If hybrids were promoted as part of a larger plan to reduce automobile production by 95% and require that those few cars that are manufactured be hybrids (or get equivalent gas mileage), we could be far more enthusiastic about them. I don’t think that’s what Toyota and Honda have in mind. At least Philip-Morris pretends to believe that smoking is bad. The current fad for hybrids has more in common with a campaign to improve health by smoking low tar and nicotine cigarettes than it does with confronting the need to quit the addiction.
Sharing transportation

Shared rides and mass transit involve collective solutions rather than individual life style changes. There is so much hype that people should make the moral decision to car pool that it is easy to overlook the fact that ride sharing is a collective rather than an individual approach.

Car pooling, even with designated lanes, will have minimal environmental effects if the same number of people own cars and simply rotate whose turn it is to drive. Though it does reduce the number of cars on the road, it has no effect on the energy to manufacture cars and little, if any, effect on car ideology.

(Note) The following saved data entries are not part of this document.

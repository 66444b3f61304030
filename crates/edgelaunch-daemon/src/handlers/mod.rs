//! Request handlers for the daemon.
//!
//! - Registration
//! - Control methods (the command surface, status, licenses, shutdown)
//! - Host methods (broadcasts, strip touches, permission changes)

mod control;
mod host;

use std::collections::HashMap;
use std::path::Path;
use std::sync::Arc;

use edgelaunch_core::OverlayService;
use edgelaunch_core::headless::{HeadlessWindowSystem, SharedPermission};
use edgelaunch_core::license::LicenseAccess;
use edgelaunch_rpc::protocol::{
    RegisterParams, RegisterResult, Request, RequestId, Response, RpcError, TransitionResult,
    methods,
};
use edgelaunch_types::{Command, LifecycleState};
use serde::de::DeserializeOwned;
use serde_json::Value;
use tracing::{debug, trace, warn};

use crate::error::{DaemonError, Result};
use crate::session::{Session, SessionId};

pub struct HandlerContext<'a> {
    pub service: &'a OverlayService,
    pub windows: &'a HeadlessWindowSystem,
    pub permission: &'a SharedPermission,
    pub licenses_file: &'a Path,
    pub license_access: &'a Arc<dyn LicenseAccess>,
    pub clients: &'a mut HashMap<SessionId, Session>,
    pub client_id: &'a SessionId,
    pub shutdown: &'a mut bool,
}

impl HandlerContext<'_> {
    pub fn current_session(&self) -> Option<&Session> {
        self.clients.get(self.client_id)
    }

    pub fn is_registered(&self) -> bool {
        self.current_session().is_some_and(Session::is_registered)
    }

    pub fn is_host(&self) -> bool {
        self.current_session().is_some_and(Session::is_host)
    }

    fn state(&self) -> LifecycleState {
        self.service.controller().state()
    }
}

pub fn handle_request(ctx: &mut HandlerContext<'_>, request: &Request) -> Response {
    let id = request.id.clone().unwrap_or(RequestId::Number(0));
    trace!("[{}] request {} id={}", ctx.client_id, request.method, id);

    match dispatch(ctx, &request.method, request.params.as_ref()) {
        Ok(result) => Response::success(id, result),
        Err(err) => {
            debug!("[{}] {} failed: {}", ctx.client_id, request.method, err);
            Response::error(id, RpcError::from(err))
        }
    }
}

/// Requests without an id. Failures are only logged.
pub fn handle_notification(ctx: &mut HandlerContext<'_>, request: &Request) {
    if let Err(e) = dispatch(ctx, &request.method, request.params.as_ref()) {
        warn!("Notification {} failed: {}", request.method, e);
    }
}

fn dispatch(ctx: &mut HandlerContext<'_>, method: &str, params: Option<&Value>) -> Result<Value> {
    if method == methods::REGISTER {
        return handle_register(ctx, params);
    }
    require_registered(ctx)?;

    if let Some(command) = Command::from_method(method) {
        return control::handle_command(ctx, command);
    }

    match method {
        methods::STATUS => control::handle_status(ctx),
        methods::LICENSES => control::handle_licenses(ctx),
        methods::SHUTDOWN => control::handle_shutdown(ctx),

        methods::SCREEN_ON => {
            require_host(ctx)?;
            host::handle_screen_on(ctx)
        }
        methods::SCREEN_OFF => {
            require_host(ctx)?;
            host::handle_screen_off(ctx)
        }
        methods::CONFIGURATION_CHANGED => {
            require_host(ctx)?;
            host::handle_configuration_changed(ctx, params)
        }
        methods::STRIP_TOUCH => {
            require_host(ctx)?;
            host::handle_strip_touch(ctx, params)
        }
        methods::STRIP_FOCUS_LOST => {
            require_host(ctx)?;
            host::handle_strip_focus_lost(ctx)
        }
        methods::LAUNCHER_FINISHED => {
            require_host(ctx)?;
            host::handle_launcher_finished(ctx)
        }
        methods::SET_PERMISSION => {
            require_host(ctx)?;
            host::handle_set_permission(ctx, params)
        }

        _ => Err(DaemonError::MethodNotFound(method.to_string())),
    }
}

fn handle_register(ctx: &mut HandlerContext<'_>, params: Option<&Value>) -> Result<Value> {
    if ctx.is_registered() {
        return Err(DaemonError::AlreadyRegistered);
    }
    let params: RegisterParams = parse_params(params)?;
    debug!("[{}] registered as {:?}", ctx.client_id, params.role);

    ctx.clients.insert(
        ctx.client_id.clone(),
        Session::registered(ctx.client_id.clone(), params.role),
    );

    to_value(&RegisterResult {
        session_id: ctx.client_id.to_string(),
    })
}

fn require_registered(ctx: &HandlerContext<'_>) -> Result<()> {
    if ctx.is_registered() {
        Ok(())
    } else {
        Err(DaemonError::NotRegistered)
    }
}

fn require_host(ctx: &HandlerContext<'_>) -> Result<()> {
    if ctx.is_host() {
        Ok(())
    } else {
        Err(DaemonError::HostRequired)
    }
}

fn parse_params<T: DeserializeOwned>(params: Option<&Value>) -> Result<T> {
    let value = params.ok_or_else(|| DaemonError::InvalidParams("missing params".into()))?;
    serde_json::from_value(value.clone()).map_err(|e| DaemonError::InvalidParams(e.to_string()))
}

fn to_value<T: serde::Serialize>(value: &T) -> Result<Value> {
    Ok(serde_json::to_value(value)?)
}

/// Wrap the outcome of a controller trigger.
fn transition(
    ctx: &HandlerContext<'_>,
    result: edgelaunch_core::Result<LifecycleState>,
) -> Result<Value> {
    match result {
        Ok(state) => to_value(&TransitionResult { state }),
        Err(e) => Err(DaemonError::trigger(&e, ctx.state())),
    }
}

#[cfg(test)]
mod tests {
    use super::*;
    use edgelaunch_core::config::{PolicyFile, SettingsFile};
    use edgelaunch_core::headless::{HeadlessViewFactory, LogStatusIndicator, LogVibrator};
    use edgelaunch_core::host::{PermissionCheck, WindowSystem};
    use edgelaunch_core::license::LicenseDir;
    use edgelaunch_core::{DisplayMetrics, EventBus, Host, JsonEntryStore};
    use edgelaunch_rpc::protocol::{self, ClientRole};
    use edgelaunch_types::{Point, Rect};
    use serde_json::json;
    use tempfile::TempDir;

    struct Harness {
        _temp: TempDir,
        service: OverlayService,
        windows: Arc<HeadlessWindowSystem>,
        permission: Arc<SharedPermission>,
        licenses_file: std::path::PathBuf,
        access: Arc<dyn LicenseAccess>,
        clients: HashMap<SessionId, Session>,
        shutdown: bool,
    }

    impl Harness {
        fn new() -> Self {
            let temp = TempDir::new().unwrap();
            let base = temp.path();
            let windows = Arc::new(HeadlessWindowSystem::new(DisplayMetrics::new(
                Rect::from_size(1080, 1920),
                1.0,
            )));
            let permission = Arc::new(SharedPermission::new(true));
            let host = Host {
                windows: windows.clone(),
                views: Arc::new(HeadlessViewFactory::new(Point::default())),
                permission: permission.clone(),
                vibrator: Arc::new(LogVibrator::new(true)),
                settings: Arc::new(SettingsFile::new(base.join("settings.json"))),
                entries: Arc::new(JsonEntryStore::new(base.join("entries.json"))),
                policy: Arc::new(PolicyFile::new(base.join("state.json"))),
                status: Arc::new(LogStatusIndicator::default()),
            };
            Self {
                licenses_file: base.join("licenses.json"),
                access: Arc::new(LicenseDir::new(base.to_path_buf())),
                _temp: temp,
                service: OverlayService::new(host, EventBus::new()),
                windows,
                permission,
                clients: HashMap::new(),
                shutdown: false,
            }
        }

        fn call(&mut self, client: &SessionId, method: &str, params: Option<Value>) -> Response {
            self.clients
                .entry(client.clone())
                .or_insert_with(|| Session::Pending(client.clone()));
            let mut ctx = HandlerContext {
                service: &self.service,
                windows: &self.windows,
                permission: &self.permission,
                licenses_file: &self.licenses_file,
                license_access: &self.access,
                clients: &mut self.clients,
                client_id: client,
                shutdown: &mut self.shutdown,
            };
            handle_request(&mut ctx, &Request::new(method, params, RequestId::Number(1)))
        }

        fn register(&mut self, client: &SessionId, role: &ClientRole) {
            let resp = self.call(client, methods::REGISTER, Some(json!({ "role": role })));
            assert!(resp.error.is_none(), "{:?}", resp.error);
        }
    }

    fn error_code(resp: &Response) -> i32 {
        resp.error.as_ref().map_or(0, |e| e.code)
    }

    fn state_of(resp: &Response) -> LifecycleState {
        let result: TransitionResult =
            serde_json::from_value(resp.result.clone().unwrap()).unwrap();
        result.state
    }

    fn host_role() -> ClientRole {
        ClientRole::Host {
            name: "test".to_string(),
        }
    }

    #[test]
    fn test_unregistered_client_rejected() {
        let mut h = Harness::new();
        let id = SessionId::new();
        let resp = h.call(&id, "launch", None);
        assert_eq!(error_code(&resp), protocol::NOT_REGISTERED);
    }

    #[test]
    fn test_register_twice_rejected() {
        let mut h = Harness::new();
        let id = SessionId::new();
        h.register(&id, &ClientRole::Control);
        let resp = h.call(&id, methods::REGISTER, Some(json!({ "role": { "type": "control" } })));
        assert_eq!(error_code(&resp), protocol::ALREADY_REGISTERED);
    }

    #[test]
    fn test_register_without_params_is_invalid() {
        let mut h = Harness::new();
        let id = SessionId::new();
        let resp = h.call(&id, methods::REGISTER, None);
        assert_eq!(error_code(&resp), protocol::INVALID_PARAMS);
    }

    #[test]
    fn test_control_commands_drive_controller() {
        let mut h = Harness::new();
        let id = SessionId::new();
        h.register(&id, &ClientRole::Control);

        assert_eq!(state_of(&h.call(&id, "launch", None)), LifecycleState::Armed);
        assert_eq!(h.windows.live_windows(), 1);
        assert_eq!(state_of(&h.call(&id, "pause", None)), LifecycleState::Inactive);
        assert_eq!(h.windows.live_windows(), 0);
        assert_eq!(state_of(&h.call(&id, "play", None)), LifecycleState::Armed);
    }

    #[test]
    fn test_host_methods_require_host_role() {
        let mut h = Harness::new();
        let id = SessionId::new();
        h.register(&id, &ClientRole::Control);
        let resp = h.call(&id, methods::SCREEN_OFF, None);
        assert_eq!(error_code(&resp), protocol::HOST_REQUIRED);
    }

    #[test]
    fn test_host_touch_opens_launcher() {
        let mut h = Harness::new();
        let control = SessionId::new();
        let host = SessionId::new();
        h.register(&control, &ClientRole::Control);
        h.register(&host, &host_role());
        h.call(&control, "launch", None);

        let down = json!({ "event": { "action": "down", "x": 5.0, "y": 100.0 } });
        let resp = h.call(&host, methods::STRIP_TOUCH, Some(down));
        assert_eq!(state_of(&resp), LifecycleState::Presenting);
        assert_eq!(h.windows.live_launchers(), 1);

        let resp = h.call(&host, methods::STRIP_FOCUS_LOST, None);
        assert_eq!(state_of(&resp), LifecycleState::Armed);
        assert_eq!(h.windows.live_launchers(), 0);
    }

    #[test]
    fn test_permission_revoked_through_host() {
        let mut h = Harness::new();
        let host = SessionId::new();
        h.register(&host, &host_role());
        h.call(&host, "launch", None);

        let resp = h.call(&host, methods::SET_PERMISSION, Some(json!({ "granted": false })));
        assert_eq!(state_of(&resp), LifecycleState::Armed);
        assert!(!h.permission.has_overlay_permission());
        assert_eq!(h.windows.live_windows(), 1);
    }

    #[test]
    fn test_screen_off_then_on() {
        let mut h = Harness::new();
        let host = SessionId::new();
        h.register(&host, &host_role());
        h.service.start().unwrap();

        let resp = h.call(&host, methods::SCREEN_OFF, None);
        assert_eq!(state_of(&resp), LifecycleState::Inactive);
        let resp = h.call(&host, methods::SCREEN_ON, None);
        assert_eq!(state_of(&resp), LifecycleState::Armed);
    }

    #[test]
    fn test_configuration_changed_rotates_display() {
        let mut h = Harness::new();
        let host = SessionId::new();
        h.register(&host, &host_role());
        h.service.start().unwrap();

        let resp = h.call(
            &host,
            methods::CONFIGURATION_CHANGED,
            Some(json!({ "orientation": "landscape" })),
        );
        assert_eq!(state_of(&resp), LifecycleState::Armed);
        assert_eq!(
            h.windows.display().orientation(),
            edgelaunch_types::Orientation::Landscape
        );
        assert_eq!(h.windows.live_windows(), 1);
    }

    #[test]
    fn test_status_and_unknown_method() {
        let mut h = Harness::new();
        let id = SessionId::new();
        h.register(&id, &ClientRole::Control);

        let resp = h.call(&id, methods::STATUS, None);
        let status: edgelaunch_types::ControllerStatus =
            serde_json::from_value(resp.result.unwrap()).unwrap();
        assert_eq!(status.state, LifecycleState::Inactive);
        assert!(status.policy_active);

        let resp = h.call(&id, "reticulate", None);
        assert_eq!(error_code(&resp), protocol::METHOD_NOT_FOUND);
    }

    #[test]
    fn test_licenses_without_file_is_empty() {
        let mut h = Harness::new();
        let id = SessionId::new();
        h.register(&id, &ClientRole::Control);
        let resp = h.call(&id, methods::LICENSES, None);
        assert_eq!(resp.result, Some(json!([])));
    }

    #[test]
    fn test_shutdown_sets_flag_and_tears_down() {
        let mut h = Harness::new();
        let id = SessionId::new();
        h.register(&id, &ClientRole::Control);
        h.call(&id, "launch", None);

        let resp = h.call(&id, methods::SHUTDOWN, None);
        assert_eq!(state_of(&resp), LifecycleState::Inactive);
        assert!(h.shutdown);
        assert_eq!(h.windows.live_windows(), 0);
    }
}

Hitchhiking is car pooling with a new friend. Since those who hitchhike are less likely to own cars, the practice helps combat the ideology of consumerism. Perhaps the greatest barrier to hitchhiking is that it can land you in jail. For politicians who whine that environmentally friendly transportation is too expensive, a zero-cost option would be repealing laws against hitchhiking. If corporate media had a genuine concern with global warming, they would suspend car ads and replace them with messages encouraging drivers to pick up hitchhikers.

Motor pooling goes beyond car pooling because it involves an intentional reduction in the number of cars. Many state agencies and businesses have cars that employees can reserve for job-related travel.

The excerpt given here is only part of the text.